All demographic variables were abstracted from VHA administrative records. VHA administrative data are known to have high proportions of individual records that are missing race values, although recorded values have a high rate of agreement with self-reports.37 To assess the effect of missing race data on our results, we repeated all analyses for medical and mental health comorbidities excluding individuals who had missing race values. Results did not significantly differ from those we describe herein.

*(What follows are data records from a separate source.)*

impl ActivationTable {
    /// Tabulates `f` for `dtype` (u8 or i8) between the given
    /// `(scale, zero_point)` domains.
    pub fn new(
        dtype: DType,
        input_q: (f32, i32),
        output_q: (f32, i32),
        f: impl Fn(f32) -> f32,
    ) -> Result<Self, TensorError> {
        let (lo, hi) = match dtype {
            DType::U8 | DType::I8 => dtype.integer_range().unwrap_or((0, 255)),
            _ => return Err(TensorError::UnsupportedDType { op: "activation_table", dtype }),
        };
        let values = (lo..=hi)
            .map(|q| quantize_value(f(dequantize(q, input_q.0, input_q.1)), output_q.0, output_q.1, dtype))
            .collect();
        Ok(Self { dtype, values })
    }

    #[inline]
    fn get(&self, q: i32) -> i32 {
        let index = if self.dtype == DType::I8 { q + 128 } else { q };
        self.values.get(index as usize).copied().unwrap_or_default()
    }
}

/// Maps every element through a precomputed [`ActivationTable`].
pub fn lookup_quantized(
    input: &TensorView<'_>,
    output: &mut TensorViewMut<'_>,
    table: &ActivationTable,
) -> Result<(), TensorError> {
    expect_dtype("lookup", input.dtype(), table.dtype)?;
    expect_dtype("lookup", output.dtype(), table.dtype)?;
    expect_same_count("lookup", input.dims(), output.dims())?;
    for i in 0..input.num_elements() {
        store_i32(output, i, table.get(load_i32(input, i)));
    }
    Ok(())
}

// ── 16-bit logistic and tanh ───────────────────────────────────

/// `sigmoid(i / 24)` in unsigned 0.16 fixed point, saturated at 65535.
/// `tanh(x) = 2 * sigmoid(2x) - 1` lets tanh share the table.
const SIGMOID_TABLE: [u16; 256] = [
    32768, 33451, 34133, 34813, 35492, 36169, 36843, 37513, 38179, 38841, 39498, 40149,
    40793, 41432, 42063, 42687, 43303, 43911, 44511, 45101, 45682, 46254, 46816, 47369,
    47911, 48442, 48964, 49474, 49974, 50463, 50941, 51408, 51865, 52310, 52744, 53168,
    53581, 53982, 54374, 54754, 55124, 55484, 55834, 56173, 56502, 56822, 57132, 57433,
    57724, 58006, 58279, 58544, 58800, 59048, 59287, 59519, 59743, 59959, 60168, 60370,
    60565, 60753, 60934, 61109, 61278, 61441, 61598, 61750, 61896, 62036, 62172, 62302,
    62428, 62549, 62666, 62778, 62886, 62990, 63090, 63186, 63279, 63368, 63453, 63536,
    63615, 63691, 63764, 63835, 63903, 63968, 64030, 64090, 64148, 64203, 64257, 64308,
    64357, 64405, 64450, 64494, 64535, 64576, 64614, 64651, 64687, 64721, 64754, 64786,
    64816, 64845, 64873, 64900, 64925, 64950, 64974, 64997, 65018, 65039, 65060, 65079,
    65097, 65115, 65132, 65149, 65164, 65179, 65194, 65208, 65221, 65234, 65246, 65258,
    65269, 65280, 65291, 65300, 65310, 65319, 65328, 65337, 65345, 65352, 65360, 65367,
    65374, 65381, 65387, 65393, 65399, 65404, 65410, 65415, 65420, 65425, 65429, 65433,
    65438, 65442, 65445, 65449, 65453, 65456, 65459, 65462, 65465, 65468, 65471, 65474,
    65476, 65479, 65481, 65483, 65485, 65488, 65489, 65491, 65493, 65495, 65497, 65498,
    65500, 65501, 65503, 65504, 65505, 65507, 65508, 65509, 65510, 65511, 65512, 65513,
    65514, 65515, 65516, 65517, 65517, 65518, 65519, 65520, 65520, 65521, 65522, 65522,
    65523, 65523, 65524, 65524, 65525, 65525, 65526, 65526, 65526, 65527, 65527, 65528,
    65528, 65528, 65529, 65529, 65529, 65529, 65530, 65530, 65530, 65530, 65531, 65531,
    65531, 65531, 65531, 65532, 65532, 65532, 65532, 65532, 65532, 65533, 65533, 65533,
    65533, 65533, 65533, 65533, 65533, 65534, 65534, 65534, 65534, 65534, 65534, 65534,
    65534, 65534, 65534, 65534,
];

After determining the percentage of veteran women and men who were VHA patients screened for MST, we used the χ2 test to compare categorical demographic variables by MST status, and logistic regression to model the odds of having a known medical or mental health condition as a function of MST status among men and women. We also calculated models while adjusting for the potentially confounding effects of age and race. Because our sample size was large, we calculated 99% confidence intervals for all odds ratios to correct for the high likelihood of finding statistically significant results.

Descriptive Statistics

A total of 137006 (73.7%) women and 2925 615 (70.7%) men were screened for MST. Screened patients were slightly older, more likely to be White, and used more VHA care in the past year compared with patients who were not screened (median visits for women were 8 vs 3; median visits for men were 6 vs 4; P< .001 for all comparisons).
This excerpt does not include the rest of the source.